HIV Physicians Urge Congress to Provide Adequate Funding for HIV/AIDS Programs


ALEXANDRIA, Va. -- As Congress prepares to return from its summer recess next week, the HIV Medicine Association (HIVMA) and the Infectious Diseases Society of America (IDSA) are urging lawmakers to increase funding for domestic and global AIDS programs-some of which face desperate circumstances in 2004 without additional funding.

The AIDS Drug Assistance Program (ADAP), which provides life-saving drugs to Americans who otherwise could not afford them, is particularly threatened by inadequate funding. Already at least 10 states have stopped accepting new patients into ADAP because of budget constraints, and more than 20 states have initiated or plan to implement ADAP eligibility and other new restrictions.
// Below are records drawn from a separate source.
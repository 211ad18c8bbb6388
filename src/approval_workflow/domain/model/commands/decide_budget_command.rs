use std::str::FromStr;

use uuid::Uuid;

use crate::{
    approval_workflow::domain::model::{
        enums::budget_decision::BudgetDecision, value_objects::decision_remarks::DecisionRemarks,
    },
    iam_integration::domain::model::entities::principal::Principal,
    shared::domain::model::enums::workflow_domain_error::WorkflowDomainError,
};

#[derive(Clone, Debug)]
pub struct DecideBudgetCommand {
    principal: Principal,
    event_id: Uuid,
    decision: BudgetDecision,
    remarks: DecisionRemarks,
}

impl DecideBudgetCommand {
    pub fn new(
        principal: Principal,
        event_id: Uuid,
        decision: &str,
        remarks: String,
    ) -> Result<Self, WorkflowDomainError> {
        Ok(Self {
            principal,
            event_id,
            decision: BudgetDecision::from_str(decision)?,
            remarks: DecisionRemarks::new(remarks)?,
        })
    }

    pub fn principal(&self) -> &Principal {
        &self.principal
    }

    pub fn event_id(&self) -> Uuid {
        self.event_id
    }

    pub fn decision(&self) -> BudgetDecision {
        self.decision
    }

    pub fn remarks(&self) -> &DecisionRemarks {
        &self.remarks
    }
}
Many patients who are uninsured or underinsured will go without necessary treatment.

The Senate appropriations committee has designated only a $24.7 million increase for ADAP. The House bill would give ADAP a $39 million increase; however, the bill cuts funding from other parts of the Ryan White CARE Act, of which ADAP is part. "Both the House and Senate funding levels are completely inadequate," said William G. Powderly, MD, chair of the HIVMA board of directors. The National Organizations Responding to AIDS recommended a $225 million increase to congressional appropriators. HIVMA urges lawmakers to offer and support amendments to increase funding for ADAP and other programs funded by the Ryan White CARE Act.
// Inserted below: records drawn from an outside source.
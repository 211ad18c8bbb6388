use std::sync::Arc;

use axum::{
    Json, Router,
    extract::{Path, State},
    http::{HeaderMap, StatusCode},
    routing::{get, put},
};
use validator::Validate;

use crate::{
    budgeting::domain::services::budget_category_catalog::BudgetCategoryCatalog,
    event_management::interfaces::rest::resources::event_resource::EventResource,
    iam_integration::interfaces::{
        acl::identity_context_facade::IdentityContextFacade,
        rest::principal_header_resolver::resolve_principal,
    },
    shared::interfaces::rest::{
        error_mapping::{RestError, map_domain_error, map_validation_error},
        path_params::parse_uuid,
        resources::error_response_resource::ErrorResponseResource,
    },
    venue_gate::{
        domain::{
            model::{
                commands::{
                    assign_venue_command::AssignVenueCommand,
                    record_expense_command::RecordExpenseCommand,
                },
                queries::list_expenses_query::ListExpensesQuery,
            },
            services::{
                venue_gate_command_service::VenueGateCommandService,
                venue_gate_query_service::VenueGateQueryService,
            },
        },
        interfaces::rest::resources::{
            assign_venue_request_resource::AssignVenueRequestResource,
            expense_resource::{ExpenseLedgerResource, ExpenseResource},
            record_expense_request_resource::RecordExpenseRequestResource,
            venue_resource::VenueResource,
        },
    },
};

#[derive(Clone)]
pub struct VenueGateRestControllerState {
    pub command_service: Arc<dyn VenueGateCommandService>,
    pub query_service: Arc<dyn VenueGateQueryService>,
    pub identity_context: Arc<dyn IdentityContextFacade>,
    pub catalog: BudgetCategoryCatalog,
}

pub fn router(state: VenueGateRestControllerState) -> Router {
    Router::new()
        .route("/events/:event_id/venue", put(assign_venue))
        .route(
            "/events/:event_id/expenses",
            get(list_expenses).post(record_expense),
        )
        .route("/venues", get(list_venues))
        .with_state(state)
}

#[utoipa::path(
    put,
    path = "/events/{event_id}/venue",
    tag = "venue-gate",
    params(("event_id" = String, Path, description = "Event identifier")),
    request_body = AssignVenueRequestResource,
    security(("principalHeader" = [])),
    responses(
        (status = 200, description = "Venue assigned", body = EventResource),
        (status = 400, description = "Venue cannot host the event", body = ErrorResponseResource),
        (status = 403, description = "Not allowed to assign venues", body = ErrorResponseResource),
        (status = 404, description = "Event or venue not found", body = ErrorResponseResource),
        (status = 409, description = "Event is not APPROVED", body = ErrorResponseResource)
    )
)]
pub async fn assign_venue(
    State(state): State<VenueGateRestControllerState>,
    headers: HeaderMap,
    Path(event_id): Path<String>,
    Json(request): Json<AssignVenueRequestResource>,
) -> Result<Json<EventResource>, RestError> {
    request.validate().map_err(map_validation_error)?;
    let principal = resolve_principal(state.identity_context.as_ref(), &headers).await?;
    let event_id = parse_uuid(&event_id, "event_id")?;
    let venue_id = parse_uuid(&request.venue_id, "venue_id")?;

    let event = state
        .command_service
        .handle_assign_venue(AssignVenueCommand::new(principal, event_id, venue_id))
        .await
        .map_err(map_domain_error)?;

    Ok(Json(EventResource::from(event)))
}

#[utoipa::path(
    post,
    path = "/events/{event_id}/expenses",
    tag = "venue-gate",
    params(("event_id" = String, Path, description = "Event identifier")),
    request_body = RecordExpenseRequestResource,
    security(("principalHeader" = [])),
    responses(
        (status = 201, description = "Expense recorded", body = ExpenseResource),
        (status = 400, description = "Invalid expense", body = ErrorResponseResource),
        (status = 403, description = "Not allowed to record expenses", body = ErrorResponseResource),
        (status = 404, description = "Event not found", body = ErrorResponseResource),
        (status = 409, description = "Event is not APPROVED", body = ErrorResponseResource)
    )
)]
pub async fn record_expense(
    State(state): State<VenueGateRestControllerState>,
    headers: HeaderMap,
    Path(event_id): Path<String>,
    Json(request): Json<RecordExpenseRequestResource>,
) -> Result<(StatusCode, Json<ExpenseResource>), RestError> {
    request.validate().map_err(map_validation_error)?;
    let principal = resolve_principal(state.identity_context.as_ref(), &headers).await?;
    let event_id = parse_uuid(&event_id, "event_id")?;
    let category_id = parse_uuid(&request.category_id, "category_id")?;

    let command = RecordExpenseCommand::new(
        principal,
        event_id,
        category_id,
        request.item_name,
        request.amount,
    )
    .map_err(map_domain_error)?;

    let expense = state
        .command_service
        .handle_record_expense(command)
        .await
        .map_err(map_domain_error)?;

    Ok((
        StatusCode::CREATED,
        Json(ExpenseResource::from_expense(&expense, &state.catalog)),
    ))
}

#[utoipa::path(
    get,
    path = "/events/{event_id}/expenses",
    tag = "venue-gate",
    params(("event_id" = String, Path, description = "Event identifier")),
    security(("principalHeader" = [])),
    responses(
        (status = 200, description = "Recorded expenses with the running total", body = ExpenseLedgerResource),
        (status = 403, description = "Event not visible to the principal", body = ErrorResponseResource),
        (status = 404, description = "Event not found", body = ErrorResponseResource)
    )
)]
pub async fn list_expenses(
    State(state): State<VenueGateRestControllerState>,
    headers: HeaderMap,
    Path(event_id): Path<String>,
) -> Result<Json<ExpenseLedgerResource>, RestError> {
    let principal = resolve_principal(state.identity_context.as_ref(), &headers).await?;
    let event_id = parse_uuid(&event_id, "event_id")?;

    let ledger = state
        .query_service
        .handle_list_expenses(ListExpensesQuery::new(principal, event_id))
        .await
        .map_err(map_domain_error)?;

    Ok(Json(ExpenseLedgerResource::from_ledger(
        &ledger,
        &state.catalog,
    )))
}

#[utoipa::path(
    get,
    path = "/venues",
    tag = "venue-gate",
    responses(
        (status = 200, description = "Active venues", body = [VenueResource]),
        (status = 503, description = "Venue directory unavailable", body = ErrorResponseResource)
    )
)]
pub async fn list_venues(
    State(state): State<VenueGateRestControllerState>,
) -> Result<Json<Vec<VenueResource>>, RestError> {
    let venues = state
        .query_service
        .handle_list_venues()
        .await
        .map_err(map_domain_error)?;

    Ok(Json(venues.into_iter().map(VenueResource::from).collect()))
}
HIVMA is also concerned about the fate of domestic HIV prevention efforts. Both the Senate and the House bills contain no increase in funding for domestic HIV prevention activities for the Centers for Disease Control and Prevention (CDC). This is especially troubling given CDC's recent announcement of a major new prevention initiative, Advancing HIV Prevention: New Strategies for a Changing Epidemic. The new initiative aims to target those individuals who are already infected with HIV (but may not necessarily know it) in order to curb transmission of the disease and to get HIV clinicians engaged in supporting their patients' efforts to protect their sexual partners from HIV infection. Without additional funding for prevention, it is almost certain that many existing HIV prevention programs funded by CDC will be eliminated, and the new initiative will be inadequately supported.
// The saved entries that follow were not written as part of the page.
use std::fmt;

use rust_decimal::Decimal;

use crate::shared::domain::model::enums::workflow_domain_error::WorkflowDomainError;

/// Non-negative money value with at most two fractional digits, bounded by
/// the `NUMERIC(14,2)` columns it is stored in.
#[derive(Clone, Copy, Debug, Default, Eq, PartialEq, Ord, PartialOrd, Hash)]
pub struct BudgetAmount(Decimal);

impl BudgetAmount {
    pub const ZERO: Self = Self(Decimal::ZERO);
    pub const MAX_SCALE: u32 = 2;
    pub const MAX_CENTS: i64 = 99_999_999_999_999;

    pub fn max() -> Self {
        Self(Decimal::new(Self::MAX_CENTS, Self::MAX_SCALE))
    }

    pub fn new(value: Decimal, field: &str) -> Result<Self, WorkflowDomainError> {
        if value < Decimal::ZERO {
            return Err(WorkflowDomainError::InvalidInput(format!(
                "{field} must not be negative"
            )));
        }
        if value.normalize().scale() > Self::MAX_SCALE {
            return Err(WorkflowDomainError::InvalidInput(format!(
                "{field} must have at most {} decimal places",
                Self::MAX_SCALE
            )));
        }
        if value > Self::max().0 {
            return Err(WorkflowDomainError::InvalidInput(format!(
                "{field} must not exceed {}",
                Self::max()
            )));
        }

        Ok(Self(value.normalize()))
    }

    pub fn value(&self) -> Decimal {
        self.0
    }
}

impl fmt::Display for BudgetAmount {
    fn fmt(&self, f: &mut fmt::Formatter<'_>) -> fmt::Result {
        write!(f, "{}", self.0)
    }
}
Finally, HIVMA urges Congress to honor its commitment to allocate $3 billion per year for the president's Emergency Plan for AIDS Relief. Congress passed the law, H.R. 1298, in May to respond to the AIDS pandemic in targeted Sub-Saharan and Caribbean nations. So far legislators have earmarked only $2 billion to $2.2. billion in appropriations. "Millions in the developing world wait for life-saving treatment," said Powderly. "With a coalition of global health advocates, we are strongly lobbying congressional appropriators to fund global AIDS initiatives with the full $3 billion, without taking the funding from existing international relief programs."

HIVMA will work in the coming days to assure that federal HIV/AIDS programs are funded at adequate levels.

The HIV Medicine Association (HIVMA) is the professional home for more than 2,500 physicians, scientists and other health care professionals dedicated to the field of HIV/AIDS, not only those trained in infectious diseases. The Association promotes quality in HIV care and advocates for policies that ensure a comprehensive and humane response to the AIDS pandemic informed by science and social justice. HIVMA is housed within the Infectious Diseases Society of America.